EFE observed the same situation in four neighborhoods of the densely populated eastern municipality of Soyapango, part of the San Salvador metropolitan area: people with barrels and other containers waiting for a water tanker truck to arrive.
David Evora – a young taxi driver who lives in the Alta Vista neighborhood, one of that satellite city’s most populous with more than 100,000 inhabitants – told EFE that people in his district have gone 25 days without water, though adding that a small trickle fell from the faucet early Tuesday morning.
A resident of that neighborhood for the past 22 years, he said the supply of water has always been sporadic but the problem has worsened and is more acute during the pandemic because of the importance of hand hygiene.
Residents of another badly affected neighborhood, Sierra Morena, told EFE that they have endured nearly seven months of intermittent water service.
Soyapango Mayor Juan Pablo Alvarez for his part told EFE in an interview that the situation is worrying and said people’s desperation may reach a point where they shut down streets to press their demands.

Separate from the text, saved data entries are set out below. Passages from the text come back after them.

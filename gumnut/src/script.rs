//! Edit script derivation.
//!
//! Walks the destination tree breadth-first against a finished mapping:
//! 1. Update: a mapped node whose value changed
//! 2. Insert: an unmapped node, placed under its parent's source counterpart
//! 3. Delete: every source node still unmapped at the end, in id order
//!
//! Inserted nodes are mirrored into the source tree as placeholders, so
//! children inserted later always find a mapped parent.

use crate::config::Comparator;
use crate::mapping::Mapping;
use crate::tree::{Label, NodeId, Tree};
use crate::{debug, trace};
use core::fmt;
use facet::Facet;

/// One edit operation.
///
/// Ids of `Delete` and `Update::src` refer to the source tree; ids of
/// `Insert` and `Update::dst` refer to the destination tree.
#[derive(Debug, Clone, Copy, PartialEq, Eq, Hash, Facet)]
#[repr(u8)]
pub enum Change {
    /// Remove a source node.
    Delete {
        /// The removed node in the source tree.
        src: NodeId,
    },

    /// Change the value of a mapped node.
    Update {
        /// The node in the source tree.
        src: NodeId,
        /// Its counterpart in the destination tree, carrying the new value.
        dst: NodeId,
    },

    /// Add a destination node.
    Insert {
        /// The new node in the destination tree.
        node: NodeId,
        /// Its parent in the destination tree.
        parent: NodeId,
        /// Position among the parent's children (0-indexed).
        position: usize,
    },

    /// Relocate a source node. Never produced by [`derive_changes`].
    Move {
        /// The moved node in the source tree.
        src: NodeId,
        /// New parent in the destination tree.
        parent: NodeId,
        /// New position among the parent's children.
        position: usize,
    },
}

impl fmt::Display for Change {
    fn fmt(&self, f: &mut fmt::Formatter<'_>) -> fmt::Result {
        match self {
            Change::Delete { src } => write!(f, "Delete(src:{src})"),
            Change::Update { src, dst } => write!(f, "Update(src:{src} -> dst:{dst})"),
            Change::Insert {
                node,
                parent,
                position,
            } => write!(f, "Insert(dst:{node} @{position} under dst:{parent})"),
            Change::Move {
                src,
                parent,
                position,
            } => write!(f, "Move(src:{src} @{position} under dst:{parent})"),
        }
    }
}

/// Collects changes, logging each one.
struct Ops {
    inner: Vec<Change>,
}

impl Ops {
    fn new() -> Self {
        Self { inner: Vec::new() }
    }

    fn push(&mut self, op: Change) {
        debug!(%op, "emit");
        self.inner.push(op);
    }

    fn into_inner(self) -> Vec<Change> {
        self.inner
    }
}

/// Derive the edit script that turns `src` into `dst` under `mapping`.
///
/// Grows `src` by one placeholder and `mapping` by one link per insertion.
///
/// # Panics
///
/// Panics if the destination root is unmapped (e.g. the roots' kinds are not
/// allowed to match): an inserted node needs a mapped parent to go under.
pub fn derive_changes<L, C>(
    src: &mut Tree<L>,
    dst: &Tree<L>,
    mapping: &mut Mapping,
    comparator: &C,
) -> Vec<Change>
where
    L: Label,
    C: Comparator<L>,
{
    trace!(matched_pairs = mapping.len(), "derive_changes start");
    let mut ops = Ops::new();

    for d in dst.bfs(dst.root()) {
        let dst_node = &dst[d];

        if let Some(s) = mapping.get_src(d) {
            debug_assert!(comparator.is_matching_allowed(&src[s], dst_node));
            if src[s].value() != dst_node.value() {
                ops.push(Change::Update { src: s, dst: d });
            }
            continue;
        }

        let Some(dst_parent) = dst_node.parent() else {
            panic!("destination root {d} is unmapped; cannot derive changes");
        };
        let src_parent = mapping
            .get_src(dst_parent)
            .unwrap_or_else(|| panic!("parent {dst_parent} of inserted node {d} is unmapped"));

        let index = dst[dst_parent]
            .children()
            .iter()
            .position(|&sibling| sibling == d)
            .unwrap_or(0);
        let position = index.min(src[src_parent].children().len());
        ops.push(Change::Insert {
            node: d,
            parent: dst_parent,
            position,
        });

        let placeholder = src.append_placeholder(src_parent, position, dst_node);
        mapping.link(placeholder, d);
    }

    for s in src.ids() {
        if !mapping.has_src(s) {
            ops.push(Change::Delete { src: s });
        }
    }

    let ops = ops.into_inner();
    debug!(
        changes = ops.len(),
        placeholders = src.len() - src.initial_size(),
        "derive_changes done"
    );
    ops
}

#[cfg(test)]
mod tests {
    use super::*;
    use crate::config::{DefaultComparator, MatchingConfig};
    use crate::matching::Matcher;
    use crate::source::LabeledTree;
    use facet_testhelpers::test;

    type T = LabeledTree<&'static str>;

    fn id(index: usize) -> NodeId {
        NodeId::new(index)
    }

    fn diff(a: &T, b: &T) -> (Vec<Change>, Tree<crate::NodeLabel<&'static str>>) {
        let (mut src, dst) = (a.build(), b.build());
        let config = MatchingConfig::default();
        let mut mapping = Matcher::new(&src, &dst, &config, &DefaultComparator).compute_mapping();
        let changes = derive_changes(&mut src, &dst, &mut mapping, &DefaultComparator);
        (changes, src)
    }

    fn list(values: &[&str]) -> T {
        let mut t = LabeledTree::new("list", "");
        for v in values {
            t.add_child(t.root, "item", *v);
        }
        t
    }

    #[test]
    fn test_no_changes() {
        let a = list(&["a", "b", "c"]);
        let (changes, src) = diff(&a, &a.clone());
        assert!(changes.is_empty(), "identical trees have no changes: {changes:?}");
        assert_eq!(src.len(), src.initial_size());
    }

    #[test]
    fn test_insert() {
        let a = list(&["a", "c"]);
        let mut b = list(&["a", "c"]);
        b.insert_child(b.root, 1, "item", "b");

        let (changes, src) = diff(&a, &b);
        assert_eq!(
            changes,
            [Change::Insert {
                node: id(2),
                parent: id(0),
                position: 1
            }]
        );
        // the placeholder sits where the inserted node goes
        assert_eq!(src[src.root()].children(), &[id(1), id(3), id(2)]);
        assert!(src.is_placeholder(id(3)));
    }

    #[test]
    fn test_append_under_inner_node() {
        let mut a = LabeledTree::new("m", "");
        let p = a.add_child(a.root, "p", "");
        a.add_child(p, "item", "a");
        a.add_child(p, "item", "b");
        let mut b = a.clone();
        b.add_child(p, "item", "c");

        let (changes, src) = diff(&a, &b);
        // position is the old child count
        assert_eq!(
            changes,
            [Change::Insert {
                node: id(4),
                parent: id(1),
                position: 2
            }]
        );
        assert_eq!(src[id(1)].children(), &[id(2), id(3), id(4)]);
    }

    #[test]
    fn test_insert_position_is_clipped_to_source_children() {
        // m(p(item:x), q(item:w, item:v)) -> m(p(item:w, item:v, item:new)),
        // with w and v paired into q
        let mut a = LabeledTree::new("m", "");
        let p = a.add_child(a.root, "p", "");
        a.add_child(p, "item", "x");
        let q = a.add_child(a.root, "q", "");
        a.add_child(q, "item", "w");
        a.add_child(q, "item", "v");

        let mut b = LabeledTree::new("m", "");
        let p = b.add_child(b.root, "p", "");
        for v in ["w", "v", "new"] {
            b.add_child(p, "item", v);
        }

        let (mut src, dst) = (a.build(), b.build());
        let mut mapping = Mapping::new();
        for (s, d) in [(0, 0), (1, 1), (4, 2), (5, 3)] {
            mapping.link(id(s), id(d));
        }
        let changes = derive_changes(&mut src, &dst, &mut mapping, &DefaultComparator);

        // index 2 among the destination siblings, but p has a single child
        assert_eq!(
            changes,
            [
                Change::Insert {
                    node: id(4),
                    parent: id(1),
                    position: 1
                },
                Change::Delete { src: id(2) },
                Change::Delete { src: id(3) },
            ]
        );
        assert_eq!(src[id(1)].children(), &[id(2), id(6)]);
        assert_eq!(mapping.get_src(id(4)), Some(id(6)));
    }

    #[test]
    fn test_delete() {
        let a = list(&["a", "b", "c"]);
        let b = list(&["a", "c"]);

        let (changes, _) = diff(&a, &b);
        assert_eq!(changes, [Change::Delete { src: id(2) }]);
    }

    #[test]
    fn test_update() {
        let a = list(&["a", "b", "c"]);
        let b = list(&["a", "B", "c"]);

        let (changes, _) = diff(&a, &b);
        assert_eq!(
            changes,
            [Change::Update {
                src: id(2),
                dst: id(2)
            }]
        );
    }

    #[test]
    fn test_insert_subtree_goes_through_placeholders() {
        let a = list(&["a"]);
        let mut b = list(&["a"]);
        let group = b.add_child(b.root, "group", "");
        b.add_child(group, "item", "x");
        b.add_child(group, "item", "y");

        let (changes, src) = diff(&a, &b);
        assert_eq!(
            changes,
            [
                Change::Insert {
                    node: id(2),
                    parent: id(0),
                    position: 1
                },
                Change::Insert {
                    node: id(3),
                    parent: id(2),
                    position: 0
                },
                Change::Insert {
                    node: id(4),
                    parent: id(2),
                    position: 1
                },
            ]
        );
        // the group placeholder receives placeholders for its own children
        assert_eq!(src[src.root()].children(), &[id(1), id(2)]);
        assert_eq!(src[id(2)].children(), &[id(3), id(4)]);
        assert!((2..5).all(|i| src.is_placeholder(id(i))));
    }

    #[test]
    fn test_deletes_in_source_id_order() {
        let mut a = list(&["a"]);
        let group = a.add_child(a.root, "group", "");
        a.add_child(group, "item", "x");
        a.add_child(a.root, "item", "z");
        let b = list(&["a"]);

        let (changes, _) = diff(&a, &b);
        assert_eq!(
            changes,
            [
                Change::Delete { src: id(2) },
                Change::Delete { src: id(3) },
                Change::Delete { src: id(4) },
            ]
        );
    }

    #[test]
    fn test_unmapped_destination_root_panics() {
        let a = LabeledTree::new("module", "");
        let b = LabeledTree::new("script", "");
        let result = std::panic::catch_unwind(|| diff(&a, &b));
        assert!(result.is_err());
    }

    #[test]
    fn test_display() {
        assert_eq!(Change::Delete { src: id(3) }.to_string(), "Delete(src:3)");
        assert_eq!(
            Change::Update {
                src: id(1),
                dst: id(2)
            }
            .to_string(),
            "Update(src:1 -> dst:2)"
        );
        assert_eq!(
            Change::Insert {
                node: id(4),
                parent: id(0),
                position: 2
            }
            .to_string(),
            "Insert(dst:4 @2 under dst:0)"
        );
    }
}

“Typically 60 percent of the municipality has always had problems with their water (service),” Alvarez said. But amid the pandemic “85 percent of the locality hasn’t had water for more than three weeks.”
He added that the lack of water was one of the causes of a resurgence of coronavirus cases in Soyapango.
Residents of that municipality pay up to $15 a week for water service provided by the state-run National Administration of Aqueducts and Sewers, a hefty chunk of change in a Central American country where the minimum salary is just $300 a month.
And now with their faucets dry, they are having to incur the additional expense of purchasing water barrels.
Home to around 400,000 inhabitants, Soyapango is known as the “Industrial City” because of its maquiladora factories, plants where goods are assembled for export. The “Dr. Jose Molina Martinez” National Psychiatric Hospital also is located there.
Soyapango has been El Salvador’s second-hardest-hit municipality (after only the adjacent capital of San Salvador) with 2,068 confirmed coronavirus cases, or 8.7 percent of the nationwide total, according to official figures.
Through Tuesday, the Central American country had reported 23,717 cases, 11,696 of which are active; a total of 633 deaths have been attributed to COVID-19 and 11,388 Salvadorans have been hospitalized and released.
The mayor said the biggest wave of infections occurred between June and July and that the figures have started to decline in August.
A total of 407 people died in June in Soyapango, according to Alvarez, who said 59 were determined to be victims of COVID-19 and 95 others are regarded as suspected coronavirus deaths.
The number of death certificates issued in July rose to 521, including 107 COVID-19 deaths and 176 other fatalities suspected of being caused by that respiratory disease.
Alvarez said a contingency plan was put in place to combat the pandemic that included door-to-door visits by doctors, nurses and nurse assistants to detect coronavirus cases.
A total of 35,000 homes have been visited to date, the mayor said, adding that medicine kits are delivered to people who test positive that include vitamin C, zinc, ivermectin and anti-allergic drugs.
“All this with the authorization of the Health Ministry,” Alvarez said.
Soyapango also is seeing an increase in deaths from chronic diseases as a result of the coronavirus crisis, according to the mayor.
“People have been afraid of going to the hospital to get their medications. But on the other hand, they’re not attending to people with chronic diseases because the whole (health) apparatus is focused on the pandemic,” Alvarez said.
He added that 253 people died of chronic diseases in June and 131 more in July.
“The hospital system has completely neglected other illnesses, such as the chronic diseases that also are killing a lot of people, more than COVID,” the mayor said.